I know that e^-2s is the unit step function, so that my answer will involve that, but does that mean I transform it from F(s) to F(s-2) and take the ILT of that?

Also, I know that the (s-1)/((s-1)^2 + 1) takes the form of e^(at)cosbt, so I know that will take part in the eventual answer, but I can't seem to get it to match with the book's answer. It's as though I understand about 50% of it.

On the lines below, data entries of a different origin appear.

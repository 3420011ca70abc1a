use crate::classify::{Alert, classify};
use crate::config::Config;
use crate::convert::Converter;
use crate::dedup::DedupFilter;
use crate::event::{DecodeError, decode};
use crate::render::{CompileError, Renderer};
use crate::state::StateStore;
use crate::watch::StateWatcher;
use crossbeam_channel::{Receiver, Sender};
use log::{debug, error, info, warn};
use serde_json::{Value, json};
use std::io;
use std::sync::Arc;
use std::sync::atomic::{AtomicU64, Ordering};
use std::thread::{self, JoinHandle};
use std::time::Duration;
use thiserror::Error;

/// State path holding the running total.
pub const TOTAL_PATH: &str = "total";

/// Messages consumed by the dispatcher, in arrival order.
#[derive(Debug, Clone, PartialEq)]
pub enum Inbound {
    /// A raw event payload from a transport.
    Event(Value),
    /// The state file was edited by someone else.
    StateFileChanged,
    /// Stop after everything queued before this message.
    Shutdown,
}

#[derive(Debug, Error)]
pub enum RelayError {
    /// The payload was not a well-formed event; nothing was applied.
    #[error(transparent)]
    Decode(#[from] DecodeError),

    /// Reading, locking or persisting the state file failed.
    #[error("state file: {0}")]
    Io(#[from] io::Error),

    /// A template did not compile.
    #[error(transparent)]
    Compile(#[from] CompileError),
}

/// What happened to the messages of one event.
#[derive(Debug, Clone, Copy, Default, PartialEq, Eq)]
pub struct Outcome {
    /// Alerts folded into the total.
    pub applied: usize,
    /// Messages rejected as duplicates, tests or replays.
    pub skipped: usize,
    /// Messages not applied because they were malformed or named an
    /// unknown plan or currency.
    pub dropped: usize,
}

/// Everything one relay run owns: the seen-message filter, the converter,
/// the state store and, through the store's subscription, the renderer.
pub struct Session {
    dedup: DedupFilter,
    converter: Converter,
    store: StateStore,
    render_passes: Arc<AtomicU64>,
}

impl Session {
    /// Wire up a session.
    ///
    /// Renders every template once against the loaded state, then
    /// subscribes the renderer to every later change.
    pub fn new(
        mut store: StateStore,
        renderer: Renderer,
        dedup: DedupFilter,
        converter: Converter,
    ) -> Self {
        let render_passes = Arc::new(AtomicU64::new(0));

        renderer.render_all(store.value());
        render_passes.fetch_add(1, Ordering::SeqCst);

        let passes = Arc::clone(&render_passes);
        store.subscribe(move |state| {
            renderer.render_all(state);
            passes.fetch_add(1, Ordering::SeqCst);
        });

        Session {
            dedup,
            converter,
            store,
            render_passes,
        }
    }

    /// Build a session from configuration and an already loaded converter.
    pub fn from_config(config: &Config, converter: Converter) -> Result<Self, RelayError> {
        let renderer = Renderer::compile(
            &config.output_dir,
            config
                .templates
                .iter()
                .map(|t| (t.name.clone(), t.content.as_str())),
        )?;
        let store = StateStore::open(&config.state_path, json!({ "total": 0 }))?;
        let dedup = DedupFilter::new()
            .include_test_alerts(config.include_test_alerts)
            .include_repeat_alerts(config.include_repeat_alerts);

        info!(
            "relay session ready: state {}, {} template(s), currency {}",
            store.path().display(),
            renderer.len(),
            converter.target().unwrap_or("unchanged")
        );
        Ok(Session::new(store, renderer, dedup, converter))
    }

    /// Run one raw event through decode, dedup, classification and
    /// conversion, folding every resulting alert into the total.
    ///
    /// # Errors
    ///
    /// [`RelayError::Decode`] if the envelope is malformed (nothing applied);
    /// [`RelayError::Io`] if the state could not be persisted.
    pub fn handle_event(&mut self, raw: &Value) -> Result<Outcome, RelayError> {
        let event = decode(raw)?;
        let mut outcome = Outcome::default();

        if !event.kind.is_monetary() {
            return Ok(outcome);
        }
        debug!("event received: {raw}");

        for message in &event.messages {
            let message = match message {
                Ok(message) => message,
                Err(e) => {
                    warn!("dropping message: {e}");
                    outcome.dropped += 1;
                    continue;
                }
            };

            if !self.dedup.should_handle(message) {
                debug!("skipping message {:?}", message.id);
                outcome.skipped += 1;
                continue;
            }

            let alert = match classify(&event.kind, message) {
                Ok(Some(alert)) => alert,
                Ok(None) => {
                    outcome.dropped += 1;
                    continue;
                }
                Err(e) => {
                    warn!("dropping message {:?}: {e}", message.id);
                    outcome.dropped += 1;
                    continue;
                }
            };

            log_alert(&alert);

            let amount = match self.converter.convert(alert.amount(), alert.currency()) {
                Ok(amount) => amount,
                Err(e) => {
                    warn!("dropping message {:?}: {e}", message.id);
                    outcome.dropped += 1;
                    continue;
                }
            };

            self.store.update(TOTAL_PATH, |total| {
                json!(total.and_then(Value::as_f64).unwrap_or(0.0) + amount)
            })?;
            outcome.applied += 1;
        }

        Ok(outcome)
    }

    /// React to an external edit of the state file.
    pub fn handle_state_file_changed(&mut self) -> io::Result<bool> {
        self.store.reload()
    }

    pub fn store(&self) -> &StateStore {
        &self.store
    }

    pub fn dedup(&self) -> &DedupFilter {
        &self.dedup
    }

    /// Render passes so far, including the initial one.
    pub fn render_passes(&self) -> u64 {
        self.render_passes.load(Ordering::SeqCst)
    }
}

fn log_alert(alert: &Alert) {
    match alert {
        Alert::Cheer { name, bits } => info!("Cheer: {bits} bit(s) from {name}"),
        Alert::Donation {
            name,
            amount,
            currency,
        } => info!("Donation: {currency} {amount} from {name}"),
        Alert::Subscription { name, months, plan } => {
            info!("Subscription: {name} for {months} month(s) ({})", plan.name)
        }
    }
}

/// Starts the dispatcher for a session.
pub struct Relay;

impl Relay {
    /// Spawn the dispatcher thread, and a state file watcher if
    /// `watch_debounce` is set.
    pub fn start(session: Session, watch_debounce: Option<Duration>) -> io::Result<RelayHandle> {
        let (sender, receiver) = crossbeam_channel::unbounded();

        let watcher = match watch_debounce {
            Some(window) => Some(StateWatcher::spawn(
                session.store().path(),
                window,
                sender.clone(),
            )?),
            None => None,
        };

        let thread = thread::Builder::new()
            .name("alertfold-dispatch".into())
            .spawn(move || dispatch(session, receiver))?;

        Ok(RelayHandle {
            sender,
            watcher,
            thread: Some(thread),
        })
    }
}

fn dispatch(mut session: Session, inbound: Receiver<Inbound>) -> io::Result<Session> {
    for message in inbound.iter() {
        match message {
            Inbound::Event(raw) => match session.handle_event(&raw) {
                Ok(outcome) => debug!("event handled: {outcome:?}"),
                Err(RelayError::Io(e)) => {
                    error!("stopping relay: failed to persist state: {e}");
                    return Err(e);
                }
                Err(e) => warn!("dropping event: {e}"),
            },
            Inbound::StateFileChanged => {
                if let Err(e) = session.handle_state_file_changed() {
                    warn!("failed to reload state file: {e}");
                }
            }
            Inbound::Shutdown => break,
        }
    }
    Ok(session)
}

/// Handle to a running relay.
///
/// Dropping the handle shuts the relay down as [`RelayHandle::close`] does,
/// discarding the result.
pub struct RelayHandle {
    sender: Sender<Inbound>,
    watcher: Option<StateWatcher>,
    thread: Option<JoinHandle<io::Result<Session>>>,
}

impl RelayHandle {
    /// A sender for transports to push events into the relay.
    pub fn sender(&self) -> Sender<Inbound> {
        self.sender.clone()
    }

    /// Whether the dispatcher is still consuming messages. It stops early
    /// when a state write fails.
    pub fn is_running(&self) -> bool {
        self.thread.as_ref().is_some_and(|thread| !thread.is_finished())
    }

    /// Stop watching, let the dispatcher drain what is already queued, and
    /// join it. Returns the session for inspection.
    ///
    /// # Errors
    ///
    /// Returns the write error that stopped the dispatcher, if any.
    pub fn close(mut self) -> io::Result<Session> {
        self.shutdown()
    }

    fn shutdown(&mut self) -> io::Result<Session> {
        info!("Closing relay...");
        drop(self.watcher.take());
        let _ = self.sender.send(Inbound::Shutdown);

        match self.thread.take() {
            Some(thread) => thread
                .join()
                .map_err(|_| io::Error::other("dispatcher thread panicked"))?,
            None => Err(io::Error::other("relay already closed")),
        }
    }
}

impl Drop for RelayHandle {
    fn drop(&mut self) {
        if self.thread.is_some() {
            let _ = self.shutdown();
        }
    }
}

As you can see, I'm kind of confused, but would really like to understand this material better.

Thanks!

Answer 1

We have:

$$F(s) = \dfrac{2(s-1)e^{-2s}}{s^2 -2s + 2}$$

So we do this part first:

$$\mathscr{L}^{-1}\left(\dfrac{2(s-1)}{s^2 -2s + 2}\right) = \mathscr{L}^{-1}\left(\dfrac{2(s-1)}{(s-1)^2 + 1^2}\right) = 2e^t \cos t$$

Now the $e^{-2s}$ is a time shift by two units, including a unit step function, so we shift each term that has $t$ with $t-2$, which gives:

$$\mathscr{L}^{-1} (F(s)) = 2 e^{t-2} u (t-2) \cos (2-t)$$

Would recommed reviewing the first and second shift theorems in Section 4.3

Answer 2

The inverse LT is given by

$$\frac1{i 2 \pi} \int_{c-i \infty}^{c+i \infty} ds \, F(s) \, e^{s t}$$

where $c$ is greater than the real part of any pole of $F$. This has consequences for when, in $t$, we begin to have a nonzero $f$.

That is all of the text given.